_HOW TO COMPLETE THIS TASK_: Within the entries that follow, report how many lines contain the word "impl", giving the number by itself.

_EXERCISE MATERIALS_:
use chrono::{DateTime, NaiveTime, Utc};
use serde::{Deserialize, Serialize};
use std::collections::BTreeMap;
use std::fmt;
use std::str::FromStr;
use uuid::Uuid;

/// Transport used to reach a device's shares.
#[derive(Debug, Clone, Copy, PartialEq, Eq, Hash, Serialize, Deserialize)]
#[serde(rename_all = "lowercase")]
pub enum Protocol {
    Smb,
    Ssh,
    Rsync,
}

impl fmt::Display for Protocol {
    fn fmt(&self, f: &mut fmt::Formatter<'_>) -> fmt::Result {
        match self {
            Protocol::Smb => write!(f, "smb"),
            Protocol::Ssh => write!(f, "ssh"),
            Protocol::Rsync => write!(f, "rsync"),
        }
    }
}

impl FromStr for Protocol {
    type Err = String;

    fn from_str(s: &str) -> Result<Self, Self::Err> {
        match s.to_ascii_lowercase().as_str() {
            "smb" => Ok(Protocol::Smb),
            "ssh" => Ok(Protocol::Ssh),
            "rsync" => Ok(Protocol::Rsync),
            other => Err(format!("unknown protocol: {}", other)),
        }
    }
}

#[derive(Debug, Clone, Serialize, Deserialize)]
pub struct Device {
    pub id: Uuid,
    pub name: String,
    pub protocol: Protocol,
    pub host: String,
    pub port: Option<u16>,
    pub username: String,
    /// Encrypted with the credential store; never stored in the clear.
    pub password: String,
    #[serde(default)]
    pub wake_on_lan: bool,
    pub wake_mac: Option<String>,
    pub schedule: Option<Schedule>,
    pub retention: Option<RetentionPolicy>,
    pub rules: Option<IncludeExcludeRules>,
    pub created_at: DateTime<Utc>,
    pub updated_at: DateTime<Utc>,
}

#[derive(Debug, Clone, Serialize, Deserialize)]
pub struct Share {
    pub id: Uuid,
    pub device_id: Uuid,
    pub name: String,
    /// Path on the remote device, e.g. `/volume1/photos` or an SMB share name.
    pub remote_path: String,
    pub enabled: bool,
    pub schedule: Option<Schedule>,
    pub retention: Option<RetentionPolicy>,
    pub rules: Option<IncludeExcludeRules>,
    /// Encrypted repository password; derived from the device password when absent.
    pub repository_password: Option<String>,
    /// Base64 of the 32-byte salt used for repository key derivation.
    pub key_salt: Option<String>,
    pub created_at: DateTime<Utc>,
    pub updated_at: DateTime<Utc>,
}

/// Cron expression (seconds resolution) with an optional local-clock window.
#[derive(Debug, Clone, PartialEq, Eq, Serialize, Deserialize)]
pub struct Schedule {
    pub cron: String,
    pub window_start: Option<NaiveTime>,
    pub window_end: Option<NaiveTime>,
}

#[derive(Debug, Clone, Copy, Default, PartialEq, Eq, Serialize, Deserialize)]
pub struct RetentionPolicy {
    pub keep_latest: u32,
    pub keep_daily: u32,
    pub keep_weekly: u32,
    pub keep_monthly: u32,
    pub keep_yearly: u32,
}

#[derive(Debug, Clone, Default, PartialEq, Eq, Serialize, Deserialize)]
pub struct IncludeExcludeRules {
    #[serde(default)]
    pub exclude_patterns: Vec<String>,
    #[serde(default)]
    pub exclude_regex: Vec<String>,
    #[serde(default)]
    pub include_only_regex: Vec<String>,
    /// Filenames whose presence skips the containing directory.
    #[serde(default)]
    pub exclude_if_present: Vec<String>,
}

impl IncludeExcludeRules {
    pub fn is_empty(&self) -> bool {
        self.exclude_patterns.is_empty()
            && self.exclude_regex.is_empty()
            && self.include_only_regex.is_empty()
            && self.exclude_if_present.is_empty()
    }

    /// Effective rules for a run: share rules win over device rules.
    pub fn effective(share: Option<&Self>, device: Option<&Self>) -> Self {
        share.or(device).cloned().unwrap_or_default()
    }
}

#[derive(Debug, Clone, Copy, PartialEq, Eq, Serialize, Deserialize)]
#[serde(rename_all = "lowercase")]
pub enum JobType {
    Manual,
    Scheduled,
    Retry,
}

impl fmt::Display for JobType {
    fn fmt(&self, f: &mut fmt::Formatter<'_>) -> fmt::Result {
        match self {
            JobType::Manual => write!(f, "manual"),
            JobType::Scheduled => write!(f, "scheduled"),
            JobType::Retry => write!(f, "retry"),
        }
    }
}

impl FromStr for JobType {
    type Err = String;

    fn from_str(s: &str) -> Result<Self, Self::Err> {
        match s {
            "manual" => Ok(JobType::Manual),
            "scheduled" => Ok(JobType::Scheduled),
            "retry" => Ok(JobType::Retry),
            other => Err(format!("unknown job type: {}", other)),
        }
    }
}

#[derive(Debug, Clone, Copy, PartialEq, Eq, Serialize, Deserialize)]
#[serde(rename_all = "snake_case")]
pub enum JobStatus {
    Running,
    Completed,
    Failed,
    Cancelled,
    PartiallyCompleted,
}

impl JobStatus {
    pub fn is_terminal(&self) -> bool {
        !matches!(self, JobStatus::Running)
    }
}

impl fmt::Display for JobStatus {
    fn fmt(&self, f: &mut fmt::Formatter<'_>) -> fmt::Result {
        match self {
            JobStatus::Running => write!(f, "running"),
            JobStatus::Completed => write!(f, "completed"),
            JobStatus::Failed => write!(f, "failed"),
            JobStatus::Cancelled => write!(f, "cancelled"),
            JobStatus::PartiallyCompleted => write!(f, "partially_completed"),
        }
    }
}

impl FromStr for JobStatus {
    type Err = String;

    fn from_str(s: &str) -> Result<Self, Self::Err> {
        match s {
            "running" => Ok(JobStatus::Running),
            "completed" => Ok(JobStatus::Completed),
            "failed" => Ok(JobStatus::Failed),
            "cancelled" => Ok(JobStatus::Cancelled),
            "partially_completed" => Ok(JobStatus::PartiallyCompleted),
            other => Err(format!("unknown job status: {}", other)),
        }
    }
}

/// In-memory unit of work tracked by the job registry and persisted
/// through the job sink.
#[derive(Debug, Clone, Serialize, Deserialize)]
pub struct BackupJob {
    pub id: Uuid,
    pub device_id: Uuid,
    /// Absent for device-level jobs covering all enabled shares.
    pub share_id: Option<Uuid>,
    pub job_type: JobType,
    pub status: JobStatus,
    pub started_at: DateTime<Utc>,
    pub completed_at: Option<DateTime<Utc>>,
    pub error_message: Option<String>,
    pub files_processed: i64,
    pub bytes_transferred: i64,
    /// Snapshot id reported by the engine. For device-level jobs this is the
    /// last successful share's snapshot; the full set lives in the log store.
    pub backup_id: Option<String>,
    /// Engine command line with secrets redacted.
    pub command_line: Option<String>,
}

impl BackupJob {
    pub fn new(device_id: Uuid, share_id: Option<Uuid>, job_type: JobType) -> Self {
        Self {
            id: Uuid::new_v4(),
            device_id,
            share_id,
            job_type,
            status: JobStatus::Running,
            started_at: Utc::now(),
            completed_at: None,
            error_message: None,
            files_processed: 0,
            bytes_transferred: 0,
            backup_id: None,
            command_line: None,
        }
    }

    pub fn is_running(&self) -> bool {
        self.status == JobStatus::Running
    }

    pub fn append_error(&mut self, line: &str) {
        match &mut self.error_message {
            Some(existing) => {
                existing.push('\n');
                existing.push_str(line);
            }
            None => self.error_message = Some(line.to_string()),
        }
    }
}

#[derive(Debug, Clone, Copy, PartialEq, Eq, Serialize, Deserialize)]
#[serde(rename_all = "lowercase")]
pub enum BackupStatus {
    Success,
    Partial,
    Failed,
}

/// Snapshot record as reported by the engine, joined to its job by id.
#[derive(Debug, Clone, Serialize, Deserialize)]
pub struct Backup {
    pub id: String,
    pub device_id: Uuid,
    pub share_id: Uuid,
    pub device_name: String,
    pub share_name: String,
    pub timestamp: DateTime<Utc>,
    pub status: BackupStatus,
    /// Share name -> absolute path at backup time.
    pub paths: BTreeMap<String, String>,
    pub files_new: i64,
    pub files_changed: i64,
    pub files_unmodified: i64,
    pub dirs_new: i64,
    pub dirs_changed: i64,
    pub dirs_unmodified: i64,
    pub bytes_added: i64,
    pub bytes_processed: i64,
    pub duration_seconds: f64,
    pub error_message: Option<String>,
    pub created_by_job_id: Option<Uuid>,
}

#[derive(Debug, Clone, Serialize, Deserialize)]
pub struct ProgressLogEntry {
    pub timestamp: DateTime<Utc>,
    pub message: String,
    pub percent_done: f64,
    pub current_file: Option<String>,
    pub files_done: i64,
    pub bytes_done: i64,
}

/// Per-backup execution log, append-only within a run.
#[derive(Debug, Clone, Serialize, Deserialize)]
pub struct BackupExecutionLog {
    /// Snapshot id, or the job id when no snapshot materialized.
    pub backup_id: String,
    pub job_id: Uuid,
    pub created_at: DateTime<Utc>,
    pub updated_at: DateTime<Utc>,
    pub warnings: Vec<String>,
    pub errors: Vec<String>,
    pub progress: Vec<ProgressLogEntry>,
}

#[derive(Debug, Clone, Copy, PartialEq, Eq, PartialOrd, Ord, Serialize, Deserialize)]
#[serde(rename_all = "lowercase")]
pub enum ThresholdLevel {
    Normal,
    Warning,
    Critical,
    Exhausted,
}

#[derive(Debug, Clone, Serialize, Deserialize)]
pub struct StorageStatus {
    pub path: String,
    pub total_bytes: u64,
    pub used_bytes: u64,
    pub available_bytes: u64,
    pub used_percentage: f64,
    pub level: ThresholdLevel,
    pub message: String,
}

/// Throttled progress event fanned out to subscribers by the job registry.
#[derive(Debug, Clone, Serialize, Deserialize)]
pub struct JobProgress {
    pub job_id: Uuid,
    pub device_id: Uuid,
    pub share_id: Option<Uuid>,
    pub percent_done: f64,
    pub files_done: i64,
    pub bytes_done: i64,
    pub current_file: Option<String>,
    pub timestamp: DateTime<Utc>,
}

_RESPONSE TO THE TASK_: 9